The UI doesn't have metadata filters yet but when I add args + metadata filters this will break. We may need to expose a flag in the UI's API about whether these filters should be enabled.

Let's discuss this more, but I'm kind of thinking we should switch to JSON Path for that stuff. It's more general and can be supported by multiple databases.

bgentry · 2025-05-12T16:22:27Z

rivershared/go.mod

@@ -12,16 +12,27 @@ require (
 	github.com/stretchr/testify v1.10.0
 	go.uber.org/goleak v1.3.0
 	golang.org/x/mod v0.24.0
+	modernc.org/sqlite v1.37.0


Double-checking that none of this will get pulled in to a non-sqlite app's deps. Like if I switch the demo project to use this version, does it even download sqlite at all?

Doh, damn, good catch on that. Yeah, that would've added modernc is a dep everywhere.

Basically what happened is that as I was trying to test things, I'd added an import ( _ "modernc.org/sqlite" ) to riversharedtest. It wasn't needed by the end, but because of the underscore import, goimport can't detect that it'd not being used, and therefore left it in.

There is a DBPoolSQLite function in there, but it only needs to use the sql package. The caller tests must be importing modernc.org/sqlite, but that's in the test assembly.

I took out the import and tidied. This dependency is gone now.

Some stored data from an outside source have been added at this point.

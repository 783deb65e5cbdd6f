//! Restartable countdown for one phase at a time.
//!
//! The timer has no thread of its own: the caller feeds it elapsed time via
//! `advance()` (or whole seconds via `tick()`). Every `restart()` opens a new
//! run with a fresh `RunId`, and every event carries the id of the run that
//! produced it so the consumer can drop events from a superseded run.
//!
//! ```ignore
//! let mut timer = PhaseTimer::new();
//! let run = timer.restart(10, true);
//! for event in timer.advance(elapsed) { /* match event.run against run */ }
//! ```

use std::time::Duration;

use serde::{Deserialize, Serialize};

const ONE_SEC: Duration = Duration::from_secs(1);

/// Identity of one countdown run. Strictly increasing per timer.
#[derive(Debug, Clone, Copy, PartialEq, Eq, PartialOrd, Ord, Hash, Serialize, Deserialize)]
pub struct RunId(u64);

impl RunId {
    pub fn get(self) -> u64 {
        self.0
    }
}

#[derive(Debug, Clone, Copy, PartialEq, Eq, Serialize, Deserialize)]
#[serde(tag = "signal", rename_all = "lowercase")]
pub enum TimerSignal {
    /// One second elapsed; `remaining_secs` is always > 0.
    Tick { remaining_secs: u64 },
    /// Remaining time reached zero. Emitted once per run.
    Complete,
}

#[derive(Debug, Clone, Copy, PartialEq, Eq)]
pub struct TimerEvent {
    pub run: RunId,
    pub signal: TimerSignal,
}

#[derive(Debug, Clone)]
struct Run {
    id: RunId,
    duration_secs: u64,
    remaining_secs: u64,
    running: bool,
    /// Sub-second time carried between `advance()` calls.
    carry: Duration,
    completed: bool,
}

#[derive(Debug, Clone, Default)]
pub struct PhaseTimer {
    last_id: u64,
    run: Option<Run>,
}

impl PhaseTimer {
    pub fn new() -> Self {
        Self::default()
    }

    // ── Queries ──────────────────────────────────────────────────────

    /// Id of the run currently able to produce events.
    pub fn live_run(&self) -> Option<RunId> {
        self.run.as_ref().filter(|r| !r.completed).map(|r| r.id)
    }

    pub fn is_running(&self) -> bool {
        self.run.as_ref().is_some_and(|r| r.running && !r.completed)
    }

    pub fn remaining_secs(&self) -> u64 {
        self.run.as_ref().map(|r| r.remaining_secs).unwrap_or(0)
    }

    pub fn duration_secs(&self) -> u64 {
        self.run.as_ref().map(|r| r.duration_secs).unwrap_or(0)
    }

    // ── Commands ─────────────────────────────────────────────────────

    /// Abandon the current run (if any) and begin a new one.
    ///
    /// Durations below one second are raised to one so that every run
    /// completes through a tick.
    pub fn restart(&mut self, duration_secs: u64, running: bool) -> RunId {
        self.last_id += 1;
        let id = RunId(self.last_id);
        let duration_secs = duration_secs.max(1);
        self.run = Some(Run {
            id,
            duration_secs,
            remaining_secs: duration_secs,
            running,
            carry: Duration::ZERO,
            completed: false,
        });
        id
    }

    /// Freeze or unfreeze the current run in place.
    pub fn set_running(&mut self, running: bool) {
        if let Some(run) = self.run.as_mut() {
            if !run.completed {
                run.running = running;
            }
        }
    }

    /// Drop the current run. Subsequent `advance()` calls emit nothing.
    pub fn stop(&mut self) {
        self.run = None;
    }

    /// Feed elapsed wall time. Emits one `Tick` per whole second crossed and
    /// a single `Complete` when the countdown reaches zero.
    ///
    /// Time that elapses while paused is discarded.
    pub fn advance(&mut self, elapsed: Duration) -> Vec<TimerEvent> {
        let mut events = Vec::new();
        let Some(run) = self.run.as_mut() else {
            return events;
        };
        if !run.running || run.completed {
            return events;
        }

        run.carry += elapsed;
        while run.carry >= ONE_SEC && !run.completed {
            run.carry -= ONE_SEC;
            run.remaining_secs = run.remaining_secs.saturating_sub(1);
            let signal = if run.remaining_secs == 0 {
                run.completed = true;
                run.running = false;
                TimerSignal::Complete
            } else {
                TimerSignal::Tick {
                    remaining_secs: run.remaining_secs,
                }
            };
            events.push(TimerEvent { run: run.id, signal });
        }
        events
    }

    /// Advance by exactly one second.
    pub fn tick(&mut self) -> Vec<TimerEvent> {
        self.advance(ONE_SEC)
    }
}
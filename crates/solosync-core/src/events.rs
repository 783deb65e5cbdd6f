use chrono::{DateTime, Utc};
use serde::{Deserialize, Serialize};
use uuid::Uuid;

use crate::timer::{Phase, RunId};

/// Every state change of a playback session produces an Event.
/// The player renders them; the CLI can print them as JSON.
#[derive(Debug, Clone, PartialEq, Serialize, Deserialize)]
#[serde(tag = "type")]
pub enum SessionEvent {
    SessionStarted {
        session_id: Uuid,
        routine_id: u64,
        step_count: usize,
        at: DateTime<Utc>,
    },
    /// A new countdown began (prep, activity or rest).
    PhaseStarted {
        phase: Phase,
        duration_secs: u64,
        run: RunId,
        at: DateTime<Utc>,
    },
    /// One second of the current countdown elapsed.
    Tick {
        phase: Phase,
        remaining_secs: u64,
    },
    SessionPaused {
        phase: Phase,
        remaining_secs: u64,
        at: DateTime<Utc>,
    },
    SessionResumed {
        phase: Phase,
        remaining_secs: u64,
        at: DateTime<Utc>,
    },
    PhaseSkipped {
        from: Phase,
        to: Phase,
        at: DateTime<Utc>,
    },
    /// All steps done; the survey flow takes over for `routine_id`.
    SessionFinished {
        session_id: Uuid,
        routine_id: u64,
        at: DateTime<Utc>,
    },
    /// Playback stopped before finishing (user navigated away).
    SessionAbandoned {
        session_id: Uuid,
        phase: Phase,
        at: DateTime<Utc>,
    },
    /// A player toggle changed.
    PreferencesChanged {
        announcements_enabled: bool,
        audio_cues_enabled: bool,
    },
}

impl SessionEvent {
    pub fn is_terminal(&self) -> bool {
        matches!(
            self,
            SessionEvent::SessionFinished { .. } | SessionEvent::SessionAbandoned { .. }
        )
    }
}
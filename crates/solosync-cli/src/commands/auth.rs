use clap::Subcommand;
use solosync_core::api::current_user;
use solosync_core::{Config, KeyringTokenStore};

use super::InputLines;

#[derive(Subcommand)]
pub enum AuthAction {
    /// Exchange username and password for API tokens
    Login {
        /// Account username
        #[arg(long)]
        username: String,
        /// Password (asked for on stdin when omitted)
        #[arg(long)]
        password: Option<String>,
    },
    /// Forget stored tokens
    Logout,
    /// Show who is logged in
    Status,
}

pub fn run(action: AuthAction) -> Result<(), Box<dyn std::error::Error>> {
    match action {
        AuthAction::Login { username, password } => {
            let password = match password {
                Some(password) => password,
                None => InputLines::stdin()
                    .prompt("Password: ")
                    .ok_or("no password given")?,
            };
            let config = Config::load()?;
            let api = super::api_client(&config)?;
            let claims = super::runtime()?.block_on(api.login(&username, &password))?;
            match claims.and_then(|c| c.username) {
                Some(name) => println!("logged in as {name}"),
                None => println!("logged in"),
            }
        }
        AuthAction::Logout => {
            let config = Config::load()?;
            super::api_client(&config)?.logout()?;
            println!("logged out");
        }
        AuthAction::Status => {
            let store = KeyringTokenStore::new();
            match current_user(&store)? {
                Some(claims) => {
                    let who = claims.username.as_deref().unwrap_or("unknown user");
                    match claims.expires_at() {
                        Some(at) => println!("logged in as {who} (token expires {at})"),
                        None => println!("logged in as {who}"),
                    }
                }
                None => println!("not logged in"),
            }
        }
    }
    Ok(())
}
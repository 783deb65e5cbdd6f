//! Session history statistics and the month calendar.
//!
//! Dates are taken in the caller's local offset; weeks start on Monday.

use std::collections::BTreeSet;

use chrono::{Datelike, Duration, FixedOffset, NaiveDate};
use serde::Serialize;

use crate::api::SessionLogRecord;

#[derive(Debug, Clone, PartialEq, Eq, Serialize)]
pub struct HistoryStats {
    /// Days with at least one completed session.
    pub completed_dates: BTreeSet<NaiveDate>,
    pub sessions_this_week: usize,
    /// Consecutive weeks with a session, counted back from the week of the
    /// most recent session.
    pub weekly_streak: u32,
    pub total_sessions: usize,
}

impl HistoryStats {
    pub fn compute(records: &[SessionLogRecord], offset: FixedOffset, today: NaiveDate) -> Self {
        let dates: Vec<NaiveDate> = records.iter().map(|r| local_date(r, offset)).collect();
        let this_week = week_start(today);

        Self {
            completed_dates: dates.iter().copied().collect(),
            sessions_this_week: dates.iter().filter(|d| week_start(**d) == this_week).count(),
            weekly_streak: weekly_streak(&dates),
            total_sessions: records.len(),
        }
    }

    pub fn has_session_on(&self, date: NaiveDate) -> bool {
        self.completed_dates.contains(&date)
    }
}

/// Monday of the week containing `date`.
pub fn week_start(date: NaiveDate) -> NaiveDate {
    date - Duration::days(date.weekday().num_days_from_monday() as i64)
}

fn local_date(record: &SessionLogRecord, offset: FixedOffset) -> NaiveDate {
    record.completed_at.with_timezone(&offset).date_naive()
}

fn weekly_streak(dates: &[NaiveDate]) -> u32 {
    let weeks: BTreeSet<NaiveDate> = dates.iter().map(|d| week_start(*d)).collect();
    let Some(mut expected) = weeks.last().copied() else {
        return 0;
    };
    let mut streak = 0;
    for week in weeks.iter().rev() {
        if *week != expected {
            break;
        }
        streak += 1;
        expected -= Duration::weeks(1);
    }
    streak
}

/// Sessions completed on `date`, most recent first.
pub fn sessions_on<'a>(
    records: &'a [SessionLogRecord],
    offset: FixedOffset,
    date: NaiveDate,
) -> Vec<&'a SessionLogRecord> {
    let mut day: Vec<_> = records
        .iter()
        .filter(|r| local_date(r, offset) == date)
        .collect();
    day.sort_by(|a, b| b.completed_at.cmp(&a.completed_at));
    day
}

/// Month view: rows of Monday-first weeks, `None` for padding days.
#[derive(Debug, Clone, PartialEq, Eq, Serialize)]
pub struct MonthGrid {
    pub year: i32,
    pub month: u32,
    pub weeks: Vec<[Option<CalendarDay>; 7]>,
}

#[derive(Debug, Clone, Copy, PartialEq, Eq, Serialize)]
pub struct CalendarDay {
    pub date: NaiveDate,
    pub completed: bool,
}

impl MonthGrid {
    /// `None` for an invalid year/month.
    pub fn build(year: i32, month: u32, stats: &HistoryStats) -> Option<Self> {
        let first = NaiveDate::from_ymd_opt(year, month, 1)?;
        let mut weeks = Vec::new();
        let mut row: [Option<CalendarDay>; 7] = [None; 7];
        let mut date = first;
        while date.month() == month {
            let col = date.weekday().num_days_from_monday() as usize;
            row[col] = Some(CalendarDay {
                date,
                completed: stats.has_session_on(date),
            });
            if col == 6 {
                weeks.push(row);
                row = [None; 7];
            }
            date = date.succ_opt()?;
        }
        if row.iter().any(Option::is_some) {
            weeks.push(row);
        }
        Some(Self { year, month, weeks })
    }

    pub fn title(&self) -> String {
        NaiveDate::from_ymd_opt(self.year, self.month, 1)
            .map(|d| d.format("%B %Y").to_string())
            .unwrap_or_default()
    }
}
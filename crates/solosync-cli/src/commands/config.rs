use clap::Subcommand;
use solosync_core::Config;

#[derive(Subcommand)]
pub enum ConfigAction {
    /// Get a config value
    Get {
        /// Config key (e.g. "preferences.announcements_enabled", "cues.prep_secs")
        key: String,
    },
    /// Set a config value
    Set {
        /// Config key
        key: String,
        /// New value
        value: String,
    },
    /// List all config values
    List,
    /// Reset config to defaults
    Reset,
}

pub fn run(action: ConfigAction) -> Result<(), Box<dyn std::error::Error>> {
    let mut config = Config::load()?;
    match action {
        ConfigAction::Get { key } => match config.get(&key) {
            Some(value) => println!("{value}"),
            None => return Err(format!("unknown key: {key}").into()),
        },
        ConfigAction::Set { key, value } => {
            config.set(&key, &value)?;
            println!("ok");
        }
        ConfigAction::List => {
            let json = serde_json::to_string_pretty(&config)?;
            println!("{json}");
        }
        ConfigAction::Reset => {
            config.reset()?;
            println!("config reset to defaults");
        }
    }
    Ok(())
}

bgentry · 2025-05-12T16:35:27Z

go.mod

+// TODO(brandur): Remove this before first release including SQLite driver. It's
+// needed temporarily because there's no riversqlite tag to target (the one
+// referenced above is fake and does not exist).
+replace github.com/riverqueue/river/riverdriver/riversqlite => ../river/riverdriver/riversqlite


Highlighting just to not forget this before release

Yeah, +1. I have a big warning banner at the top of my TODO list as a reminder to myself to remove it.

bgentry · 2025-05-12T17:52:51Z

internal/riverinternaltest/riverdrivertest/riverdrivertest.go

+		// it back early means that a detach can no longer be run on it. It
+		// doesn't matter much if an extra schema is attached until the tests
+		// finish running.
+		// require.NoError(t, exec.SchemaAttach(ctx, &riverdriver.SchemaAttachParams{Schema: schemaVersion2}))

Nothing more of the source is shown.